MATERIAL TO PROCESS =
_____

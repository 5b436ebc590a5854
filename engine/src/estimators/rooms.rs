//! Room-by-room estimate
//!
//! The fine-grained strategy: each room category is priced on its own
//! area and fit-out multiplier, then the itemized lines are summed.
//! Rounding happens per line, matching the itemized-then-summed
//! presentation; the grand total is the sum of the rounded lines.

use serde::{Deserialize, Serialize};

use crate::models::{ProjectConfiguration, ProjectType, RoomCategory};
use crate::rates;

/// Itemized cost line for one room category
#[derive(Debug, Clone, PartialEq, Eq, Serialize, Deserialize)]
pub struct RoomCostLine {
    pub category: RoomCategory,
    /// Number of rooms priced
    pub count: u32,
    /// Area of each room (sqft)
    pub sqft: u32,
    /// Combined area (count × sqft)
    pub total_sqft: u32,
    /// Rounded cost of the whole category (dollars)
    pub cost: i64,
}

/// Result of the room-by-room strategy
#[derive(Debug, Clone, Default, PartialEq, Eq, Serialize, Deserialize)]
pub struct RoomCostEstimate {
    /// One line per category with a non-zero count, in presentation order
    pub lines: Vec<RoomCostLine>,
    /// Sum of the rounded line costs (dollars)
    pub total: i64,
}

/// Estimate per-category room costs.
///
/// Categories with a zero count are excluded entirely. A missing basics
/// section prices rooms at the renovation base rate with no regional
/// adjustment; a missing room plan yields an empty estimate. Never fails.
pub fn estimate_room_costs(config: &ProjectConfiguration) -> RoomCostEstimate {
    let Some(plan) = &config.rooms else {
        return RoomCostEstimate::default();
    };

    let (base_rate, regional) = match &config.basics {
        Some(basics) => (
            rates::base_rate_per_sqft(basics.project_type),
            rates::regional_multiplier(&basics.location.state),
        ),
        None => (rates::base_rate_per_sqft(ProjectType::default()), 1.0),
    };

    let mut lines = Vec::new();
    let mut total = 0;
    for (category, spec) in plan.entries() {
        if spec.count == 0 {
            continue;
        }
        let cost = (f64::from(spec.count)
            * f64::from(spec.sqft)
            * base_rate
            * rates::room_cost_multiplier(category)
            * regional)
            .round() as i64;
        total += cost;
        lines.push(RoomCostLine {
            category,
            count: spec.count,
            sqft: spec.sqft,
            total_sqft: spec.total_sqft(),
            cost,
        });
    }

    RoomCostEstimate { lines, total }
}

_____

Please, from the material above, copy only the lines from the line with "Default, PartialEq, Eq, Serialize, Deserialize)]" up to and including the line with "with no regional", exactly as written.

#[derive(Debug, Clone, Default, PartialEq, Eq, Serialize, Deserialize)]
pub struct RoomCostEstimate {
    /// One line per category with a non-zero count, in presentation order
    pub lines: Vec<RoomCostLine>,
    /// Sum of the rounded line costs (dollars)
    pub total: i64,
}

/// Estimate per-category room costs.
///
/// Categories with a zero count are excluded entirely. A missing basics
/// section prices rooms at the renovation base rate with no regional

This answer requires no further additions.